Neuroscience

2017 Glassman Brain, Mind and Behavior Symposium November 9

Professor Chloe Johnston presenting Glassman Brain, Mind and Behavior Symposium
October 17, 2017

The fifth annual Robert B. Glassman Memorial Brain, Mind, and Behavior Symposium will be held from 5 to 8:30 p.m. on Thursday, November 9.

This unique symposium is a highlight of the College’s award-winning 14th annual Brain Awareness Week on campus Monday, November 6 through Saturday, November 11.

The Symposium will also be live streamed here starting at at 6:20 p.m.

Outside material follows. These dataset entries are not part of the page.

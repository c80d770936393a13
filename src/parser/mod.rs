pub mod entries;
pub mod markup;
pub mod names;
pub mod options;
pub mod report;
pub mod sections;

use tracing::debug;

use names::NameSet;
use options::Format;
pub use options::{ContentMode, OptionError, ParenScope, ParseOptions};
pub use report::Report;
pub use sections::Section;

/// Count coauthors with the default options.
pub fn extract(content: &str) -> Report {
    extract_with(content, &ParseOptions::default())
}

/// Four-stage pipeline: content → section spans → entries → names → report.
pub fn extract_with(content: &str, options: &ParseOptions) -> Report {
    let format = options.mode.resolve(content);
    let spans = sections::locate(content, format);

    let [published, working, in_progress] =
        Section::ALL.map(|section| collect_names(spans.get(section), section, format, options));

    report::aggregate(published, working, in_progress)
}

fn collect_names(span: &str, section: Section, format: Format, options: &ParseOptions) -> NameSet {
    let entries = entries::split_entries(span, format);
    let mut names = NameSet::new();
    for entry in &entries {
        names.merge(names::parse_entry(entry, format, options.parens));
    }
    debug!(
        section = section.label(),
        entries = entries.len(),
        names = names.len(),
        "collected section names"
    );
    names
}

The Glassman Symposium will begin with undergraduate research poster presentations by current students and recent alumni from 5:00 to 6:40 p.m. in Calvin Durand Hall. More than forty presentations will feature the work of over 60 students and alumni who are conducting research at the College and several Chicago area medical schools and beyond on topics as diverse as human memory, stress and anxiety, neurological disorders, traumatic brain injury, and the circadian clock.

This session will be followed by a set of faculty and alumni talks that are intentionally interdisciplinary. This year’s topics will focus on the music and the mind, abnormal neuronal activity in epilepsy, visualizing the retina in 3-D, imagination and the plague in Shakespeare’s theater, and a theatrical look at the tangles of dementia, from 6:50 to 8:30 p.m. in Lily Reid Holt Memorial Chapel. The following lectures will be presented:

  • Professor of Music Donald Meyer: “Music and the Mind”
  • Northwestern University Postdoctoral Fellow Tristan Hedrick: “Highlighting Abnormal Neuronal Activity in Epilepsy”
  • Assistant Professor of Theater Chloe Johnston: “Beautiful Tangles: The Extra-Ordinary Mind Onstage”
  • Peter Nesper ’15 from Northwestern Feinberg School of Medicine: “Visualizing the Retina in 3-D”
  • Lecturer in English Katy Reedy: “Stamped Brains: The Imagination and The Plague in Shakespeare’s Theater”

The Brain Awareness Week Faculty/Student Symposium was renamed the Robert B. Glassman Memorial Brain, Mind, and Behavior Symposium in 2013 in honor of the late Professor of Psychology Robert Glassman, who played a leading role in developing Lake Forest’s popular neuroscience major.

“As far as I can remember, Bob Glassman has been the greatest champion for neuroscience at Lake Forest College,” Lake Forest College Disque D. and Carol Gram Deane Professor of Biological Sciences Shubhik DebBurman said. “It was his vision to teach the relevance of neuroscience to students and the larger community in the broadest of strokes. He cared deeply that we appreciated the relevance of this burgeoning academic field to our everyday lives. I think he would appreciate how we have honored him.”

The Glassman Symposium and all Brain Awareness Week events are free and open to the public.